Output all records exactly.

- Dataset records:

━━━━━━━━

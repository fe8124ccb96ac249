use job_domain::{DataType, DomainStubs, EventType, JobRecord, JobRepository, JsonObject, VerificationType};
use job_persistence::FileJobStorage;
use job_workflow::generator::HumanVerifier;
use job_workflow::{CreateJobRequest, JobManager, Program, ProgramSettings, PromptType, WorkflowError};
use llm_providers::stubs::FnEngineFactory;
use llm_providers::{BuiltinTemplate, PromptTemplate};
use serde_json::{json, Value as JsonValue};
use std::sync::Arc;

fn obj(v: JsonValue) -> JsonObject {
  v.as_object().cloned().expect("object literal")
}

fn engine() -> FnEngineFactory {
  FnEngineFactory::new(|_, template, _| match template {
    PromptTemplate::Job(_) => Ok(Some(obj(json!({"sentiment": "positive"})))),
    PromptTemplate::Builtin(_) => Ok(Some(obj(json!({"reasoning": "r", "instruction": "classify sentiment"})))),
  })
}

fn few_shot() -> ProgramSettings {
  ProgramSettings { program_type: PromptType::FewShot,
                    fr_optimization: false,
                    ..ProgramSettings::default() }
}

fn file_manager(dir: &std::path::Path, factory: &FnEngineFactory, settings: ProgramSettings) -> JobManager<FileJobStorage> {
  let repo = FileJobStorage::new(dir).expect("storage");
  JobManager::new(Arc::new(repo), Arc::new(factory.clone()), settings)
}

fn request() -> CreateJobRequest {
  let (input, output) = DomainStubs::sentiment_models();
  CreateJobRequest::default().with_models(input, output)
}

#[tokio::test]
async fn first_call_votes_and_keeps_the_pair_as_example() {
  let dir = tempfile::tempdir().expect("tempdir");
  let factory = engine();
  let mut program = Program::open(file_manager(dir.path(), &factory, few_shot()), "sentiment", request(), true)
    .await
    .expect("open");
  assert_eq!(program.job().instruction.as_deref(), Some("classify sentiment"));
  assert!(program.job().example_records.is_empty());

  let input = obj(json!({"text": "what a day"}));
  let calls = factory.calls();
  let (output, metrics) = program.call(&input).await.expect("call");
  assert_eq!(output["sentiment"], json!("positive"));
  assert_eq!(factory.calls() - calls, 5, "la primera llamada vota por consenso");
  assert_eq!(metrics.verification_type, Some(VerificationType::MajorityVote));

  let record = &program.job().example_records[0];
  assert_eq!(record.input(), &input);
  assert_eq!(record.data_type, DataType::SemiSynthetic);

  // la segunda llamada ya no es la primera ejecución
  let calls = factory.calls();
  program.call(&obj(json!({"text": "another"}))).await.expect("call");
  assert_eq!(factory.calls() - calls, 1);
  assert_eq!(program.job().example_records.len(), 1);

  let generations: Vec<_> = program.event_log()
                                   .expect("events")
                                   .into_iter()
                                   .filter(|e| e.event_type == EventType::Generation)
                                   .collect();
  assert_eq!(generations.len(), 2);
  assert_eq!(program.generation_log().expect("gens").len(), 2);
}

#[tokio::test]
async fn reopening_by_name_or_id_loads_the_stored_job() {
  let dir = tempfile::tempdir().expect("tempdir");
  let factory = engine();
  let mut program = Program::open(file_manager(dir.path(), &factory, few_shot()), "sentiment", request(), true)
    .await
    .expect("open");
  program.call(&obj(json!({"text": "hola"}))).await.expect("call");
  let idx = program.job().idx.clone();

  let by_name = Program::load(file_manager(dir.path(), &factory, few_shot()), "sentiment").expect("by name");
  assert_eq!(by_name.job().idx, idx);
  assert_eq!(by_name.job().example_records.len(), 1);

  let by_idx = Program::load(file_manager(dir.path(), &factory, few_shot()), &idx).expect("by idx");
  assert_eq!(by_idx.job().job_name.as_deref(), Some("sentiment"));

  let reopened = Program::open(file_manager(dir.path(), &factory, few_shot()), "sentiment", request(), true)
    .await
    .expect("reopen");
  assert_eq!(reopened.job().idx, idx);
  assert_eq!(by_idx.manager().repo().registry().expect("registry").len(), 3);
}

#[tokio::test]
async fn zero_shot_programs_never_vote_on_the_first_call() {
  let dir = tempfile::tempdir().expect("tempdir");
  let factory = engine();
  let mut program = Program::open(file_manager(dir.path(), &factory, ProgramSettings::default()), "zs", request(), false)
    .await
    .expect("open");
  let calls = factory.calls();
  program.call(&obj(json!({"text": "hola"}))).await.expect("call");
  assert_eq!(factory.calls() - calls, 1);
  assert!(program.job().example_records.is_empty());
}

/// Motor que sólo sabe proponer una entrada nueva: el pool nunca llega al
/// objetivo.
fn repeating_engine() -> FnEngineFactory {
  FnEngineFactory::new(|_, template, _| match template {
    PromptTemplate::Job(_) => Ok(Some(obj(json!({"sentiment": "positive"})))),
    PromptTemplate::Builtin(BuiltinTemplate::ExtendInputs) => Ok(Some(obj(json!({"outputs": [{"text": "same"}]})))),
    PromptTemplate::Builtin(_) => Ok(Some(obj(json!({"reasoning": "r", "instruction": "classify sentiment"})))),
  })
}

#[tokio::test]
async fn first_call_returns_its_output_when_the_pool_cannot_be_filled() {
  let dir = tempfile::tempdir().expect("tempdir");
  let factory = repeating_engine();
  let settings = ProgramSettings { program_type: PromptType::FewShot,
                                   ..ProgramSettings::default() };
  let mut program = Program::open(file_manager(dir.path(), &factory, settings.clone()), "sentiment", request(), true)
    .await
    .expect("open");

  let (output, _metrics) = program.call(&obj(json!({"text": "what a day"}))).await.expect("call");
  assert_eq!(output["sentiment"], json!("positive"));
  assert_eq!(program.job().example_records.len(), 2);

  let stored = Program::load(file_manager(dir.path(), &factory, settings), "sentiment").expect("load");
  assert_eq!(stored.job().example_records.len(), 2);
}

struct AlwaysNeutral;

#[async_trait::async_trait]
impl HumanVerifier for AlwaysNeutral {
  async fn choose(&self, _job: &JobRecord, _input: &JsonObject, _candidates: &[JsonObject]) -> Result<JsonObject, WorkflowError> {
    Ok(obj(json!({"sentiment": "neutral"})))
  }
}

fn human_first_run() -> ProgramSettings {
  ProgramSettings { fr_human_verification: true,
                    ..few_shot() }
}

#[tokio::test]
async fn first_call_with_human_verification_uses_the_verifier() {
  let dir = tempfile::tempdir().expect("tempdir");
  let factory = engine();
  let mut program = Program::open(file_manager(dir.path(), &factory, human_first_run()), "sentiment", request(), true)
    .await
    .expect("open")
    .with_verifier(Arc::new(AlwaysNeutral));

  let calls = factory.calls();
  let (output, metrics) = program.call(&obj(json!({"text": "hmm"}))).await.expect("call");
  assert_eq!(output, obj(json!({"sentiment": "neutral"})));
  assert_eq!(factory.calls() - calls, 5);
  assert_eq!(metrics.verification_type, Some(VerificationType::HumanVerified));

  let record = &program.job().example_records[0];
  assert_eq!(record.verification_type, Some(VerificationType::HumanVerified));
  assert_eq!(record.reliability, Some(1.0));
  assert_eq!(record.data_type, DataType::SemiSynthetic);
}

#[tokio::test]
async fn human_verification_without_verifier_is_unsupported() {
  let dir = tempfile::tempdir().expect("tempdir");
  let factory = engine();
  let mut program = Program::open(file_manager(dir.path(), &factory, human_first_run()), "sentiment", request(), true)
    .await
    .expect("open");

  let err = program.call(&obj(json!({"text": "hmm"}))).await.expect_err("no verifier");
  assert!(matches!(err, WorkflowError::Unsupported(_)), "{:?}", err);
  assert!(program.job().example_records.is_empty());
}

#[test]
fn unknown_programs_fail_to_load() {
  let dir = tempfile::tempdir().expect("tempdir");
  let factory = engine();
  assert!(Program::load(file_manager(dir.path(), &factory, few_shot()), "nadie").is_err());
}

━━━━━━━━

- Response for this exercise:
repository fe8124ccb96ac249
use job_domain::{DataType, DomainStubs, EventType, JobRecord, JobRepository, JsonObject, VerificationType};
use job_persistence::FileJobStorage;
use job_workflow::generator::HumanVerifier;
use job_workflow::{CreateJobRequest, JobManager, Program, ProgramSettings, PromptType, WorkflowError};
use llm_providers::stubs::FnEngineFactory;
use llm_providers::{BuiltinTemplate, PromptTemplate};
use serde_json::{json, Value as JsonValue};
use std::sync::Arc;

fn obj(v: JsonValue) -> JsonObject {
  v.as_object().cloned().expect("object literal")
}

fn engine() -> FnEngineFactory {
  FnEngineFactory::new(|_, template, _| match template {
    PromptTemplate::Job(_) => Ok(Some(obj(json!({"sentiment": "positive"})))),
    PromptTemplate::Builtin(_) => Ok(Some(obj(json!({"reasoning": "r", "instruction": "classify sentiment"})))),
  })
}

fn few_shot() -> ProgramSettings {
  ProgramSettings { program_type: PromptType::FewShot,
                    fr_optimization: false,
                    ..ProgramSettings::default() }
}

fn file_manager(dir: &std::path::Path, factory: &FnEngineFactory, settings: ProgramSettings) -> JobManager<FileJobStorage> {
  let repo = FileJobStorage::new(dir).expect("storage");
  JobManager::new(Arc::new(repo), Arc::new(factory.clone()), settings)
}

fn request() -> CreateJobRequest {
  let (input, output) = DomainStubs::sentiment_models();
  CreateJobRequest::default().with_models(input, output)
}

#[tokio::test]
async fn first_call_votes_and_keeps_the_pair_as_example() {
  let dir = tempfile::tempdir().expect("tempdir");
  let factory = engine();
  let mut program = Program::open(file_manager(dir.path(), &factory, few_shot()), "sentiment", request(), true)
    .await
    .expect("open");
  assert_eq!(program.job().instruction.as_deref(), Some("classify sentiment"));
  assert!(program.job().example_records.is_empty());

  let input = obj(json!({"text": "what a day"}));
  let calls = factory.calls();
  let (output, metrics) = program.call(&input).await.expect("call");
  assert_eq!(output["sentiment"], json!("positive"));
  assert_eq!(factory.calls() - calls, 5, "la primera llamada vota por consenso");
  assert_eq!(metrics.verification_type, Some(VerificationType::MajorityVote));

  let record = &program.job().example_records[0];
  assert_eq!(record.input(), &input);
  assert_eq!(record.data_type, DataType::SemiSynthetic);

  // la segunda llamada ya no es la primera ejecución
  let calls = factory.calls();
  program.call(&obj(json!({"text": "another"}))).await.expect("call");
  assert_eq!(factory.calls() - calls, 1);
  assert_eq!(program.job().example_records.len(), 1);

  let generations: Vec<_> = program.event_log()
                                   .expect("events")
                                   .into_iter()
                                   .filter(|e| e.event_type == EventType::Generation)
                                   .collect();
  assert_eq!(generations.len(), 2);
  assert_eq!(program.generation_log().expect("gens").len(), 2);
}

#[tokio::test]
async fn reopening_by_name_or_id_loads_the_stored_job() {
  let dir = tempfile::tempdir().expect("tempdir");
  let factory = engine();
  let mut program = Program::open(file_manager(dir.path(), &factory, few_shot()), "sentiment", request(), true)
    .await
    .expect("open");
  program.call(&obj(json!({"text": "hola"}))).await.expect("call");
  let idx = program.job().idx.clone();

  let by_name = Program::load(file_manager(dir.path(), &factory, few_shot()), "sentiment").expect("by name");
  assert_eq!(by_name.job().idx, idx);
  assert_eq!(by_name.job().example_records.len(), 1);

  let by_idx = Program::load(file_manager(dir.path(), &factory, few_shot()), &idx).expect("by idx");
  assert_eq!(by_idx.job().job_name.as_deref(), Some("sentiment"));

  let reopened = Program::open(file_manager(dir.path(), &factory, few_shot()), "sentiment", request(), true)
    .await
    .expect("reopen");
  assert_eq!(reopened.job().idx, idx);
  assert_eq!(by_idx.manager().repo().registry().expect("registry").len(), 3);
}

#[tokio::test]
async fn zero_shot_programs_never_vote_on_the_first_call() {
  let dir = tempfile::tempdir().expect("tempdir");
  let factory = engine();
  let mut program = Program::open(file_manager(dir.path(), &factory, ProgramSettings::default()), "zs", request(), false)
    .await
    .expect("open");
  let calls = factory.calls();
  program.call(&obj(json!({"text": "hola"}))).await.expect("call");
  assert_eq!(factory.calls() - calls, 1);
  assert!(program.job().example_records.is_empty());
}

/// Motor que sólo sabe proponer una entrada nueva: el pool nunca llega al
/// objetivo.
fn repeating_engine() -> FnEngineFactory {
  FnEngineFactory::new(|_, template, _| match template {
    PromptTemplate::Job(_) => Ok(Some(obj(json!({"sentiment": "positive"})))),
    PromptTemplate::Builtin(BuiltinTemplate::ExtendInputs) => Ok(Some(obj(json!({"outputs": [{"text": "same"}]})))),
    PromptTemplate::Builtin(_) => Ok(Some(obj(json!({"reasoning": "r", "instruction": "classify sentiment"})))),
  })
}

#[tokio::test]
async fn first_call_returns_its_output_when_the_pool_cannot_be_filled() {
  let dir = tempfile::tempdir().expect("tempdir");
  let factory = repeating_engine();
  let settings = ProgramSettings { program_type: PromptType::FewShot,
                                   ..ProgramSettings::default() };
  let mut program = Program::open(file_manager(dir.path(), &factory, settings.clone()), "sentiment", request(), true)
    .await
    .expect("open");

  let (output, _metrics) = program.call(&obj(json!({"text": "what a day"}))).await.expect("call");
  assert_eq!(output["sentiment"], json!("positive"));
  assert_eq!(program.job().example_records.len(), 2);

  let stored = Program::load(file_manager(dir.path(), &factory, settings), "sentiment").expect("load");
  assert_eq!(stored.job().example_records.len(), 2);
}

struct AlwaysNeutral;

#[async_trait::async_trait]
impl HumanVerifier for AlwaysNeutral {
  async fn choose(&self, _job: &JobRecord, _input: &JsonObject, _candidates: &[JsonObject]) -> Result<JsonObject, WorkflowError> {
    Ok(obj(json!({"sentiment": "neutral"})))
  }
}

fn human_first_run() -> ProgramSettings {
  ProgramSettings { fr_human_verification: true,
                    ..few_shot() }
}

#[tokio::test]
async fn first_call_with_human_verification_uses_the_verifier() {
  let dir = tempfile::tempdir().expect("tempdir");
  let factory = engine();
  let mut program = Program::open(file_manager(dir.path(), &factory, human_first_run()), "sentiment", request(), true)
    .await
    .expect("open")
    .with_verifier(Arc::new(AlwaysNeutral));

  let calls = factory.calls();
  let (output, metrics) = program.call(&obj(json!({"text": "hmm"}))).await.expect("call");
  assert_eq!(output, obj(json!({"sentiment": "neutral"})));
  assert_eq!(factory.calls() - calls, 5);
  assert_eq!(metrics.verification_type, Some(VerificationType::HumanVerified));

  let record = &program.job().example_records[0];
  assert_eq!(record.verification_type, Some(VerificationType::HumanVerified));
  assert_eq!(record.reliability, Some(1.0));
  assert_eq!(record.data_type, DataType::SemiSynthetic);
}

#[tokio::test]
async fn human_verification_without_verifier_is_unsupported() {
  let dir = tempfile::tempdir().expect("tempdir");
  let factory = engine();
  let mut program = Program::open(file_manager(dir.path(), &factory, human_first_run()), "sentiment", request(), true)
    .await
    .expect("open");

  let err = program.call(&obj(json!({"text": "hmm"}))).await.expect_err("no verifier");
  assert!(matches!(err, WorkflowError::Unsupported(_)), "{:?}", err);
  assert!(program.job().example_records.is_empty());
}

#[test]
fn unknown_programs_fail_to_load() {
  let dir = tempfile::tempdir().expect("tempdir");
  let factory = engine();
  assert!(Program::load(file_manager(dir.path(), &factory, few_shot()), "nadie").is_err());
}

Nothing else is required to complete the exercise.